▸ **Collected data entries**:
● ● ● ●
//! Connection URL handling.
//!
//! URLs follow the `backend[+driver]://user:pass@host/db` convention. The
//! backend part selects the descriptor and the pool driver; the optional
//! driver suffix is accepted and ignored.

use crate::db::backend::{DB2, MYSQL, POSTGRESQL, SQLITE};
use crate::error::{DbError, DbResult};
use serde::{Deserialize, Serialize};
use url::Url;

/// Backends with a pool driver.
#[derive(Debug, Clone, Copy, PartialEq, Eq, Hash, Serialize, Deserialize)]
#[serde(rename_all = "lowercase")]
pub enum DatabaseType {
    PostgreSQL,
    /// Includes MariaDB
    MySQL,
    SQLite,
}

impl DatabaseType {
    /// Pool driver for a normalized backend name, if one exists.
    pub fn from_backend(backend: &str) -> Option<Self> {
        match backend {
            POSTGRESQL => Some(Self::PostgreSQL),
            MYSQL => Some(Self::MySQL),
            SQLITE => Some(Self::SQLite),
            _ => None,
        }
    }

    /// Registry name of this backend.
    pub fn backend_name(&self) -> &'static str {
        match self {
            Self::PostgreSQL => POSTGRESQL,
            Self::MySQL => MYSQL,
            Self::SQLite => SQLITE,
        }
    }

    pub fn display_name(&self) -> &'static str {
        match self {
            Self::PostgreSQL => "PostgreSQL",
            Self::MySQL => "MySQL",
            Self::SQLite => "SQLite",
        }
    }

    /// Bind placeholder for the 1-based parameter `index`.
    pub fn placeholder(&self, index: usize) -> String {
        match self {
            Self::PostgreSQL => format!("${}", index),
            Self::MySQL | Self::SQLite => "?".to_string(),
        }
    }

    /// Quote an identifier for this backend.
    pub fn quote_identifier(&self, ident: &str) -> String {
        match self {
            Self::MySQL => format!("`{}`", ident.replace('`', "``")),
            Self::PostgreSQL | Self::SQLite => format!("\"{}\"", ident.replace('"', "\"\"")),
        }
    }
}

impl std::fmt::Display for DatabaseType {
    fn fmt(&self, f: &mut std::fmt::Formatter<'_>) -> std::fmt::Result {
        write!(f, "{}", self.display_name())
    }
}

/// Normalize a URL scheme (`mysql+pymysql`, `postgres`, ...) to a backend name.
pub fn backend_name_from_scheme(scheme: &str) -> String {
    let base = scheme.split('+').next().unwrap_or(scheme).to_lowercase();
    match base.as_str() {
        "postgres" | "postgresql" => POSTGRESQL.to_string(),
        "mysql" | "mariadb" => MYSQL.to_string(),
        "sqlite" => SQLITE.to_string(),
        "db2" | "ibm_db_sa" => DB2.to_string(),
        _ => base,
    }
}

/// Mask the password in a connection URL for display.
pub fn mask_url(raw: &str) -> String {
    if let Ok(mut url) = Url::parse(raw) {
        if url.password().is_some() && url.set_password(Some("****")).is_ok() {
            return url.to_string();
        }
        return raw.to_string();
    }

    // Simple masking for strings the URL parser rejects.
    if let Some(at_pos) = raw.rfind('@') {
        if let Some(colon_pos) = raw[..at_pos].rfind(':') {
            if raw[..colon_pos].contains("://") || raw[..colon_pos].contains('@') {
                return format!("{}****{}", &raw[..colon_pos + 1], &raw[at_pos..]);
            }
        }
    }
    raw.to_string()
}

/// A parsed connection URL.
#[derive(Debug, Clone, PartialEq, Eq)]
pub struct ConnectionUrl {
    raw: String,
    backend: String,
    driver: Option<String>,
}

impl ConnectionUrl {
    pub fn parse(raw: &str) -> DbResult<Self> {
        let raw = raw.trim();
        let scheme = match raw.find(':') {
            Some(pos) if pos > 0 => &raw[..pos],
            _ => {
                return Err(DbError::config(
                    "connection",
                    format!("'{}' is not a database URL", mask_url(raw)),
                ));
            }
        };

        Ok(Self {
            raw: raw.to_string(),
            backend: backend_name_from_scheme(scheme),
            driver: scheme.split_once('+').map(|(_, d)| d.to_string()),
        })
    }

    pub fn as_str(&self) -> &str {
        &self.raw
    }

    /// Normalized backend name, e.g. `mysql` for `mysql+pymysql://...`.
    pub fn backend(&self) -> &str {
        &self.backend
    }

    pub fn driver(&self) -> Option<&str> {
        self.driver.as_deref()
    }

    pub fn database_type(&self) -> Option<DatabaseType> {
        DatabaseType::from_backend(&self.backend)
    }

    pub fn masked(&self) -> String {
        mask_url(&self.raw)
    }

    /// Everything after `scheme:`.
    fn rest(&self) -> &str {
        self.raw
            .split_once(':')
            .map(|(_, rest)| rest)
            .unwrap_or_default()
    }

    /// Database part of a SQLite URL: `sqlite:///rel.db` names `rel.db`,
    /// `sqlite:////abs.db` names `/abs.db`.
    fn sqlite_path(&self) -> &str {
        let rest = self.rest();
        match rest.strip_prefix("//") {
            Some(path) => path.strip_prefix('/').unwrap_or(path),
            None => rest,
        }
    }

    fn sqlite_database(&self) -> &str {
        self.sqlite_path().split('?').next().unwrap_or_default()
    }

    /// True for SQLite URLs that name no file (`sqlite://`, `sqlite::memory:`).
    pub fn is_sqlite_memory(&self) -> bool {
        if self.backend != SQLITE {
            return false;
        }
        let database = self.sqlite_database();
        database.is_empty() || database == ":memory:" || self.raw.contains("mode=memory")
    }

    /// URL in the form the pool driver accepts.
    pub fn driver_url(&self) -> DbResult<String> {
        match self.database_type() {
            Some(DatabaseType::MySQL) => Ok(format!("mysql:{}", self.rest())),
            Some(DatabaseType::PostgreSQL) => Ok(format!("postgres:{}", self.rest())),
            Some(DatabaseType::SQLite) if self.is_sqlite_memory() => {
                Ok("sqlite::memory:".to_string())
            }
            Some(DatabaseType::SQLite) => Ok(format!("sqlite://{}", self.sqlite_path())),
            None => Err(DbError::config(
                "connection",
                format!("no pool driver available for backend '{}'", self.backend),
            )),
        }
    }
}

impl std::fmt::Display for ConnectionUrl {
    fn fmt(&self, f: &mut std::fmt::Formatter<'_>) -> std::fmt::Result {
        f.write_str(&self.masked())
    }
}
● ● ● ●
▸ **PROBLEM TO WORK ON**: Retype every entry, keeping each character as it was.

▸ **RESULT FOR THIS EXERCISE**:
//! Connection URL handling.
//!
//! URLs follow the `backend[+driver]://user:pass@host/db` convention. The
//! backend part selects the descriptor and the pool driver; the optional
//! driver suffix is accepted and ignored.

use crate::db::backend::{DB2, MYSQL, POSTGRESQL, SQLITE};
use crate::error::{DbError, DbResult};
use serde::{Deserialize, Serialize};
use url::Url;

/// Backends with a pool driver.
#[derive(Debug, Clone, Copy, PartialEq, Eq, Hash, Serialize, Deserialize)]
#[serde(rename_all = "lowercase")]
pub enum DatabaseType {
    PostgreSQL,
    /// Includes MariaDB
    MySQL,
    SQLite,
}

impl DatabaseType {
    /// Pool driver for a normalized backend name, if one exists.
    pub fn from_backend(backend: &str) -> Option<Self> {
        match backend {
            POSTGRESQL => Some(Self::PostgreSQL),
            MYSQL => Some(Self::MySQL),
            SQLITE => Some(Self::SQLite),
            _ => None,
        }
    }

    /// Registry name of this backend.
    pub fn backend_name(&self) -> &'static str {
        match self {
            Self::PostgreSQL => POSTGRESQL,
            Self::MySQL => MYSQL,
            Self::SQLite => SQLITE,
        }
    }

    pub fn display_name(&self) -> &'static str {
        match self {
            Self::PostgreSQL => "PostgreSQL",
            Self::MySQL => "MySQL",
            Self::SQLite => "SQLite",
        }
    }

    /// Bind placeholder for the 1-based parameter `index`.
    pub fn placeholder(&self, index: usize) -> String {
        match self {
            Self::PostgreSQL => format!("${}", index),
            Self::MySQL | Self::SQLite => "?".to_string(),
        }
    }

    /// Quote an identifier for this backend.
    pub fn quote_identifier(&self, ident: &str) -> String {
        match self {
            Self::MySQL => format!("`{}`", ident.replace('`', "``")),
            Self::PostgreSQL | Self::SQLite => format!("\"{}\"", ident.replace('"', "\"\"")),
        }
    }
}

impl std::fmt::Display for DatabaseType {
    fn fmt(&self, f: &mut std::fmt::Formatter<'_>) -> std::fmt::Result {
        write!(f, "{}", self.display_name())
    }
}

/// Normalize a URL scheme (`mysql+pymysql`, `postgres`, ...) to a backend name.
pub fn backend_name_from_scheme(scheme: &str) -> String {
    let base = scheme.split('+').next().unwrap_or(scheme).to_lowercase();
    match base.as_str() {
        "postgres" | "postgresql" => POSTGRESQL.to_string(),
        "mysql" | "mariadb" => MYSQL.to_string(),
        "sqlite" => SQLITE.to_string(),
        "db2" | "ibm_db_sa" => DB2.to_string(),
        _ => base,
    }
}

/// Mask the password in a connection URL for display.
pub fn mask_url(raw: &str) -> String {
    if let Ok(mut url) = Url::parse(raw) {
        if url.password().is_some() && url.set_password(Some("****")).is_ok() {
            return url.to_string();
        }
        return raw.to_string();
    }

    // Simple masking for strings the URL parser rejects.
    if let Some(at_pos) = raw.rfind('@') {
        if let Some(colon_pos) = raw[..at_pos].rfind(':') {
            if raw[..colon_pos].contains("://") || raw[..colon_pos].contains('@') {
                return format!("{}****{}", &raw[..colon_pos + 1], &raw[at_pos..]);
            }
        }
    }
    raw.to_string()
}

/// A parsed connection URL.
#[derive(Debug, Clone, PartialEq, Eq)]
pub struct ConnectionUrl {
    raw: String,
    backend: String,
    driver: Option<String>,
}

impl ConnectionUrl {
    pub fn parse(raw: &str) -> DbResult<Self> {
        let raw = raw.trim();
        let scheme = match raw.find(':') {
            Some(pos) if pos > 0 => &raw[..pos],
            _ => {
                return Err(DbError::config(
                    "connection",
                    format!("'{}' is not a database URL", mask_url(raw)),
                ));
            }
        };

        Ok(Self {
            raw: raw.to_string(),
            backend: backend_name_from_scheme(scheme),
            driver: scheme.split_once('+').map(|(_, d)| d.to_string()),
        })
    }

    pub fn as_str(&self) -> &str {
        &self.raw
    }

    /// Normalized backend name, e.g. `mysql` for `mysql+pymysql://...`.
    pub fn backend(&self) -> &str {
        &self.backend
    }

    pub fn driver(&self) -> Option<&str> {
        self.driver.as_deref()
    }

    pub fn database_type(&self) -> Option<DatabaseType> {
        DatabaseType::from_backend(&self.backend)
    }

    pub fn masked(&self) -> String {
        mask_url(&self.raw)
    }

    /// Everything after `scheme:`.
    fn rest(&self) -> &str {
        self.raw
            .split_once(':')
            .map(|(_, rest)| rest)
            .unwrap_or_default()
    }

    /// Database part of a SQLite URL: `sqlite:///rel.db` names `rel.db`,
    /// `sqlite:////abs.db` names `/abs.db`.
    fn sqlite_path(&self) -> &str {
        let rest = self.rest();
        match rest.strip_prefix("//") {
            Some(path) => path.strip_prefix('/').unwrap_or(path),
            None => rest,
        }
    }

    fn sqlite_database(&self) -> &str {
        self.sqlite_path().split('?').next().unwrap_or_default()
    }

    /// True for SQLite URLs that name no file (`sqlite://`, `sqlite::memory:`).
    pub fn is_sqlite_memory(&self) -> bool {
        if self.backend != SQLITE {
            return false;
        }
        let database = self.sqlite_database();
        database.is_empty() || database == ":memory:" || self.raw.contains("mode=memory")
    }

    /// URL in the form the pool driver accepts.
    pub fn driver_url(&self) -> DbResult<String> {
        match self.database_type() {
            Some(DatabaseType::MySQL) => Ok(format!("mysql:{}", self.rest())),
            Some(DatabaseType::PostgreSQL) => Ok(format!("postgres:{}", self.rest())),
            Some(DatabaseType::SQLite) if self.is_sqlite_memory() => {
                Ok("sqlite::memory:".to_string())
            }
            Some(DatabaseType::SQLite) => Ok(format!("sqlite://{}", self.sqlite_path())),
            None => Err(DbError::config(
                "connection",
                format!("no pool driver available for backend '{}'", self.backend),
            )),
        }
    }
}

impl std::fmt::Display for ConnectionUrl {
    fn fmt(&self, f: &mut std::fmt::Formatter<'_>) -> std::fmt::Result {
        f.write_str(&self.masked())
    }
}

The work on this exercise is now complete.